Convertible Codes: Efficient Conversion of Coded Data in Distributed Storage
February 17, 2021 (Zoom - See email or contact organizers for link)

Abstract: Erasure codes are typically used in large-scale distributed storage systems to provide reliability against failures. In this setting, a set of k blocks to be stored is encoded using an [n, k] code to generate n blocks that are then stored on different nodes. Recent work shows that the failure rate of storage devices vary significantly over time, and that changing the rate of the code (via a change in the parameters n and k) in response to such variations provides significant reduction in storage space requirement. However, the overhead on CPU, disk IO, and network bandwidth of realizing such a change in the code rate on already encoded data for traditional codes is prohibitively high.

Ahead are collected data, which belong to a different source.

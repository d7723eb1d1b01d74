//! Kubernetes API Client
//!
//! Implements `ClusterResourceClient` and `SecretStore` over the Kubernetes
//! REST API. Runs with the pod's service-account token when one is mounted.

use crate::domain::entities::{ElasticsearchRecord, PostgresRecord, SecretData};
use crate::domain::error::ClusterError;
use crate::domain::ports::{ClusterResourceClient, SecretStore};
use async_trait::async_trait;
use base64::Engine;
use serde::de::DeserializeOwned;
use serde::Deserialize;
use std::collections::BTreeMap;

/// API group serving the database resources.
const RESOURCE_GROUP: &str = "kubedb.com";
const RESOURCE_VERSION: &str = "v1alpha1";
const POSTGRES_PLURAL: &str = "postgreses";
const ELASTICSEARCH_PLURAL: &str = "elastics";

/// Connection settings for the Kubernetes API.
#[derive(Debug, Clone)]
pub struct KubeApiConfig {
    /// Base URL, e.g. `https://kubernetes.default.svc`
    pub api_url: String,
    /// Bearer token file (service-account token)
    pub token_path: Option<String>,
    /// PEM bundle used to verify the API server
    pub ca_path: Option<String>,
    /// Skip TLS verification (development clusters only)
    pub insecure: bool,
}

#[derive(Debug, Deserialize)]
struct SecretResponse {
    #[serde(default)]
    data: BTreeMap<String, String>,
}

/// Kubernetes-backed resource client and secret store.
#[derive(Clone)]
pub struct KubeApiClient {
    client: reqwest::Client,
    api_url: reqwest::Url,
    token: Option<String>,
}

impl KubeApiClient {
    /// Create a client from an already-built HTTP client.
    pub fn new(
        client: reqwest::Client,
        api_url: &str,
        token: Option<String>,
    ) -> anyhow::Result<Self> {
        let api_url = reqwest::Url::parse(api_url)?;
        if api_url.cannot_be_a_base() {
            anyhow::bail!("kubernetes api url cannot be a base: {}", api_url);
        }
        Ok(Self {
            client,
            api_url,
            token,
        })
    }

    /// Build a client from configuration, reading the token and CA files.
    ///
    /// A configured but missing token file is tolerated so the gateway can
    /// run against an unauthenticated API proxy.
    pub fn from_config(cfg: &KubeApiConfig) -> anyhow::Result<Self> {
        let mut builder = reqwest::Client::builder();

        if let Some(ca_path) = &cfg.ca_path {
            match std::fs::read(ca_path) {
                Ok(pem) => {
                    builder = builder.add_root_certificate(reqwest::Certificate::from_pem(&pem)?);
                }
                Err(e) => {
                    tracing::warn!("kubernetes CA bundle {} not loaded: {}", ca_path, e);
                }
            }
        }
        if cfg.insecure {
            tracing::warn!("TLS verification disabled for kubernetes api");
            builder = builder.danger_accept_invalid_certs(true);
        }

        let token = match &cfg.token_path {
            Some(path) => match std::fs::read_to_string(path) {
                Ok(token) => Some(token.trim().to_string()),
                Err(e) => {
                    tracing::warn!("kubernetes token {} not loaded: {}", path, e);
                    None
                }
            },
            None => None,
        };

        Self::new(builder.build()?, &cfg.api_url, token)
    }

    fn url(&self, segments: &[&str]) -> Result<reqwest::Url, ClusterError> {
        let mut url = self.api_url.clone();
        url.path_segments_mut()
            .map_err(|_| ClusterError::Api(format!("invalid api url: {}", self.api_url)))?
            .pop_if_empty()
            .extend(segments);
        Ok(url)
    }

    fn resource_url(&self, namespace: &str, plural: &str, name: &str) -> Result<reqwest::Url, ClusterError> {
        self.url(&[
            "apis",
            RESOURCE_GROUP,
            RESOURCE_VERSION,
            "namespaces",
            namespace,
            plural,
            name,
        ])
    }

    async fn get_json<T: DeserializeOwned>(&self, url: reqwest::Url) -> Result<T, ClusterError> {
        let mut req = self.client.get(url.clone());
        if let Some(token) = &self.token {
            req = req.bearer_auth(token);
        }

        let resp = req
            .send()
            .await
            .map_err(|e| ClusterError::Api(format!("GET {}: {}", url.path(), e)))?;

        let status = resp.status();
        if status == reqwest::StatusCode::NOT_FOUND {
            return Err(ClusterError::NotFound);
        }
        if !status.is_success() {
            let body = resp.text().await.unwrap_or_default();
            return Err(ClusterError::Api(format!(
                "GET {}: {}: {}",
                url.path(),
                status,
                body.trim()
            )));
        }

        resp.json()
            .await
            .map_err(|e| ClusterError::Api(format!("GET {}: decode: {}", url.path(), e)))
    }
}

#[async_trait]
impl ClusterResourceClient for KubeApiClient {
    async fn get_postgres(&self, namespace: &str, name: &str) -> Result<PostgresRecord, ClusterError> {
        let url = self.resource_url(namespace, POSTGRES_PLURAL, name)?;
        self.get_json(url).await
    }

    async fn get_elasticsearch(
        &self,
        namespace: &str,
        name: &str,
    ) -> Result<ElasticsearchRecord, ClusterError> {
        let url = self.resource_url(namespace, ELASTICSEARCH_PLURAL, name)?;
        self.get_json(url).await
    }
}

#[async_trait]
impl SecretStore for KubeApiClient {
    async fn get_secret(&self, namespace: &str, name: &str) -> Result<SecretData, ClusterError> {
        let url = self.url(&["api", "v1", "namespaces", namespace, "secrets", name])?;
        let secret: SecretResponse = self.get_json(url).await?;

        secret
            .data
            .into_iter()
            .map(|(key, encoded)| {
                base64::engine::general_purpose::STANDARD
                    .decode(encoded.as_bytes())
                    .map(|bytes| (key.clone(), bytes))
                    .map_err(|e| {
                        ClusterError::Api(format!("secret {}/{} key {}: {}", namespace, name, key, e))
                    })
            })
            .collect()
    }
}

Motivated by this application, we present a new framework to formalize the notion of code conversion, i.e., the process of converting data encoded with an [n^I, k^I] code into data encoded with an [n^F, k^F] code while maintaining desired decodability properties, such as the maximum-distance-separability (MDS) property. We also introduce convertible codes, a new class of code pairs that allow for code conversions in a resource-efficient manner. We derive the fundamental limits on the cost of code conversion and propose constructions which minimize that cost. Our results thus show that it is indeed possible to achieve code conversions with significantly less resources than the default approach of re-encoding.